This repository contains all the code used to solve the dynamic maze challenge for COMP6247 Reinforcement & Online Learning.
The configuration file (config.py
) contains self-explanatory variables for configuring the program.
Run the following (from this directory) to execute the pretrained agent on a maze.
python -m src.eval # run pretrained version
To train the agent, run the following (from this directory). This will complete one epoch of training.
python -m src.train # run pretrained version
Alternatively, you can also run
make eval
or
make train
to execute the same functions.
Training make take a few minutes.
A copy of the q-table obtained for the optimal path has been
included in the data/
directory.
The repository is structured with all the source code in the src/
directory,
which is the further subdivided according to functionality.

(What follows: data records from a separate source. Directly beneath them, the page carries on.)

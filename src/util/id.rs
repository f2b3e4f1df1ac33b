//! ID utilities.

use ulid::Ulid;

/// Identifies one live websocket connection. Never reused within a process.
#[derive(Debug, Clone, Copy, PartialEq, Eq, Hash, PartialOrd, Ord)]
pub struct ConnectionId(Ulid);

impl ConnectionId {
    pub fn new() -> Self { ConnectionId(Ulid::new()) }
}

impl Default for ConnectionId {
    fn default() -> Self { Self::new() }
}

impl std::fmt::Display for ConnectionId {
    fn fmt(&self, f: &mut std::fmt::Formatter<'_>) -> std::fmt::Result {
        self.0.fmt(f)
    }
}
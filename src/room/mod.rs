//! Rooms: board rules and the registry that owns every game.

pub mod board;
pub mod registry;

pub use registry::{RoomError, RoomRegistry, RoomSnapshot};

The agent is implemented in the agent/
directory.
Visualization functions can be found in display/
.
Other additional functionality is in lib/
.
An agent can be logged to a file by calling the log_agent()
function in the lib
package.
The agent observation at every time-step is encoded in a text representation for easy logging.
X
marks the position of the agent. W
denotes a wall.
A digit (0-2
) denotes the life-time of a fire.
If the block is empty, it is an empty path.
Some examples are shown below.
agent surrounded by walls:
|W|W|W|
|W|X|W|
|W|W|W|
agent surrounded by empty paths with walls in the diagonals:
|W| |W|
| |X| |
|W| |W|
agent with one fire:
|W|W|W|
| |X|2|
|W|W|W|
agent with two fires:
|W|1|W|
|0|X|W|
|W| |W|